Part I (1996), directed by Brian de Palma (oh the memories… Dressed to Kill!), seems a bit old-fashioned today. It seems it is still on the wrong side of modern action cinema, more Dirty Harry than Bourne, so to speak. This is not necessarily a bad thing – but here it felt like one, because I associated Mission Impossible with stylish high tech thrillers, and part I does not really deliver on that expectation. Of course there are beautiful shots and scenery: Prague, the Aquarium restaurant that will soon spill all its fish. A classical setting with an agent (Tom Cruise) being set up, a boss of a secret service agency working for the wrong side (and who could do that better than Jon Voight),  a McGuffin to get the story moving (some list of secret service cover names – ah, the pre-Wikileaks innocence about how to create nonsense plot devices…), and a nice villain who is not really that villainous (Vanessa Redgrave). A grand finale involving the Eurotunnel train and a helicopter – and that actually does not look so good, because technology apparently was not yet ready to pull off that particular stunt. Not always the kind of tight and slick action that I would have hoped for.
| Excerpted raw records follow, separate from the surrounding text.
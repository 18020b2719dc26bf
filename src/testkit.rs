//! In-process fakes behind the crate's trait seams.

use std::collections::VecDeque;
use std::net::SocketAddr;
use std::sync::atomic::{AtomicBool, AtomicU64, Ordering};
use std::sync::{Arc, Mutex};
use std::time::Duration;

use async_trait::async_trait;
use tokio::task::JoinHandle;
use tokio_util::sync::CancellationToken;

use crate::error::LifecycleError;
use crate::lifecycle::{Launch, WorkerProcess};
use crate::transport::{Server, WorkerLink};
use crate::wire::{AlgoResult, Message, Pong};
use crate::worker::{WorkerConfig, WorkerExit, WorkerService};

/// How a [`ScriptedLink`] answers pings.
#[derive(Debug, Clone, Copy, PartialEq, Eq)]
pub(crate) enum PongMode {
    Echo,
    Drop,
    /// Answers with the sequence number `n` rounds behind.
    Lag(u64),
}

pub(crate) struct ScriptedLink {
    connected: AtomicBool,
    connect_ok: AtomicBool,
    connects: AtomicU64,
    mode: Mutex<PongMode>,
    sent: Mutex<Vec<Message>>,
    pongs: Mutex<VecDeque<Pong>>,
    results: Mutex<VecDeque<AlgoResult>>,
}

impl ScriptedLink {
    fn with_state(connected: bool) -> Self {
        Self {
            connected: AtomicBool::new(connected),
            connect_ok: AtomicBool::new(true),
            connects: AtomicU64::new(0),
            mode: Mutex::new(PongMode::Echo),
            sent: Mutex::new(Vec::new()),
            pongs: Mutex::new(VecDeque::new()),
            results: Mutex::new(VecDeque::new()),
        }
    }

    pub(crate) fn connected() -> Self {
        Self::with_state(true)
    }

    pub(crate) fn disconnected() -> Self {
        Self::with_state(false)
    }

    pub(crate) fn set_mode(&self, mode: PongMode) {
        *self.mode.lock().unwrap() = mode;
    }

    pub(crate) fn set_connect_ok(&self, ok: bool) {
        self.connect_ok.store(ok, Ordering::SeqCst);
    }

    pub(crate) fn drop_connection(&self) {
        self.connected.store(false, Ordering::SeqCst);
    }

    pub(crate) fn push_result(&self, r: AlgoResult) {
        self.results.lock().unwrap().push_back(r);
    }

    pub(crate) fn sent(&self) -> Vec<Message> {
        self.sent.lock().unwrap().clone()
    }

    pub(crate) fn connects(&self) -> u64 {
        self.connects.load(Ordering::SeqCst)
    }
}

#[async_trait]
impl WorkerLink for ScriptedLink {
    fn is_connected(&self) -> bool {
        self.connected.load(Ordering::SeqCst)
    }

    async fn connect(&self, _addr: SocketAddr, _timeout: Duration) -> bool {
        self.connects.fetch_add(1, Ordering::SeqCst);
        let ok = self.connect_ok.load(Ordering::SeqCst);
        self.connected.store(ok, Ordering::SeqCst);
        ok
    }

    async fn disconnect(&self) {
        self.connected.store(false, Ordering::SeqCst);
        self.pongs.lock().unwrap().clear();
        self.results.lock().unwrap().clear();
    }

    async fn send(&self, msg: Message, _timeout: Duration) -> bool {
        if !self.is_connected() {
            return false;
        }
        if let Message::Ping(ping) = msg {
            let mode = *self.mode.lock().unwrap();
            let echoed = match mode {
                PongMode::Echo => Some(ping.seq),
                PongMode::Drop => None,
                PongMode::Lag(n) => ping.seq.checked_sub(n),
            };
            if let Some(seq) = echoed {
                self.pongs.lock().unwrap().push_back(Pong {
                    seq,
                    t0_ns: ping.t0_ns,
                    t1_ns: ping.t0_ns,
                });
            }
        }
        self.sent.lock().unwrap().push(msg);
        true
    }

    async fn try_receive_pong(&self, timeout: Duration) -> Option<Pong> {
        let queued = self.pongs.lock().unwrap().pop_front();
        if queued.is_none() {
            tokio::time::sleep(timeout).await;
        }
        queued
    }

    async fn try_receive_algo_result(&self, timeout: Duration) -> Option<AlgoResult> {
        let queued = self.results.lock().unwrap().pop_front();
        if queued.is_none() {
            tokio::time::sleep(timeout).await;
        }
        queued
    }
}

#[derive(Default)]
struct LaunchCounters {
    spawns: AtomicU64,
    terminations: AtomicU64,
    fail_spawn: AtomicBool,
    fail_ready: AtomicBool,
}

/// Launcher that either starts an in-process [`WorkerService`] on a fixed
/// loopback port or only pretends to start something.
pub(crate) struct FakeLauncher {
    addr: SocketAddr,
    in_process: bool,
    counters: Arc<LaunchCounters>,
}

impl FakeLauncher {
    pub(crate) fn scripted() -> Self {
        Self {
            addr: SocketAddr::from(([127, 0, 0, 1], 9)),
            in_process: false,
            counters: Arc::default(),
        }
    }

    pub(crate) async fn in_process() -> Self {
        let probe = tokio::net::TcpListener::bind("127.0.0.1:0").await.unwrap();
        let addr = probe.local_addr().unwrap();
        drop(probe);
        Self {
            addr,
            in_process: true,
            counters: Arc::default(),
        }
    }

    pub(crate) fn addr(&self) -> SocketAddr {
        self.addr
    }

    pub(crate) fn spawns(&self) -> u64 {
        self.counters.spawns.load(Ordering::SeqCst)
    }

    pub(crate) fn terminations(&self) -> u64 {
        self.counters.terminations.load(Ordering::SeqCst)
    }

    pub(crate) fn fail_spawn(&self, fail: bool) {
        self.counters.fail_spawn.store(fail, Ordering::SeqCst);
    }

    pub(crate) fn fail_ready(&self, fail: bool) {
        self.counters.fail_ready.store(fail, Ordering::SeqCst);
    }
}

#[async_trait]
impl Launch for FakeLauncher {
    async fn spawn(&self) -> Result<Box<dyn WorkerProcess>, LifecycleError> {
        if self.counters.fail_spawn.load(Ordering::SeqCst) {
            return Err(LifecycleError::Launch {
                program: self.describe(),
                source: std::io::Error::new(std::io::ErrorKind::NotFound, "scripted"),
            });
        }
        self.counters.spawns.fetch_add(1, Ordering::SeqCst);

        let service = if self.in_process {
            let server = Server::bind(self.addr).await.unwrap();
            let svc = Arc::new(WorkerService::new(
                server,
                WorkerConfig {
                    compute_delay: Duration::from_millis(1),
                    accept_timeout: Duration::from_millis(100),
                    ..WorkerConfig::default()
                },
            ));
            let token = CancellationToken::new();
            let run = {
                let token = token.clone();
                tokio::spawn(async move { svc.run(token).await })
            };
            Some((token, run))
        } else {
            None
        };

        Ok(Box::new(FakeProcess {
            counters: Arc::clone(&self.counters),
            service,
            alive: true,
        }))
    }

    fn describe(&self) -> String {
        "fake-worker".to_string()
    }
}

struct FakeProcess {
    counters: Arc<LaunchCounters>,
    service: Option<(CancellationToken, JoinHandle<WorkerExit>)>,
    alive: bool,
}

#[async_trait]
impl WorkerProcess for FakeProcess {
    fn pid(&self) -> Option<u32> {
        self.alive.then_some(4242)
    }

    async fn wait_ready(&mut self, timeout: Duration) -> Result<(), LifecycleError> {
        if self.counters.fail_ready.load(Ordering::SeqCst) {
            return Err(LifecycleError::HandshakeTimeout { timeout });
        }
        Ok(())
    }

    fn exit_status(&mut self) -> Option<String> {
        (!self.alive).then(|| "terminated".to_string())
    }

    async fn terminate(&mut self) {
        if !self.alive {
            return;
        }
        self.alive = false;
        self.counters.terminations.fetch_add(1, Ordering::SeqCst);
        if let Some((token, run)) = self.service.take() {
            token.cancel();
            let _ = run.await;
        }
    }
}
http://www.rottentomatoes.com/m/mission_impossible/

Part II (2000) was directed by John Woo, and yes, you get a lot of John Woo to chew on, for better or worse. Probably the most hilarious car-motorbike chases ever, the wildest crane and helicopter shots, the strangest combination of high-tech action and fist fights – he loves his fist fights, to the point that the fight scenes are extended way beyond anything bearable. When Ethan Hawke throws away the knife he could have used to kill off the bad guy towards the end, I cringed, not only because this was the red-lettered announcement of what the last twist of this fight was about to be, but also out of sheer annoyance / boredom… on the other hand, there should be plenty of Hongkong action fans who do appreciate the more of this the better. The whole film is torn between trying to be ultra-kinetic and over the top full of action, while being stopped again and again by Woo’s mannerisms, especially his taste for slow motion and pigeons (see Face/Off for further reference). That there is some poisonous virus and some antidote and a cute master thief / eye candy girl and Ving Rhames and a lot of other stuff… nice, but overshadowed by the choreography of fighting, chasing, jumping (off planes, helicopters and buildings). More thrilling than part one, that’s for sure. And maybe the prettiest Cruise of his career, too.

http://www.rottentomatoes.com/m/mission_impossible_2/

What is the reason why anybody would try to make a “Die Hard”ish movie involving the hijacking of the White House and the kidnapping of the President? Because “Die Hard” is awesome of course. Why is it awesome? Because it is the perfect storm of ruthlessly violent action mixed with politically usually un-correct humour and an adorably vulnerable hero.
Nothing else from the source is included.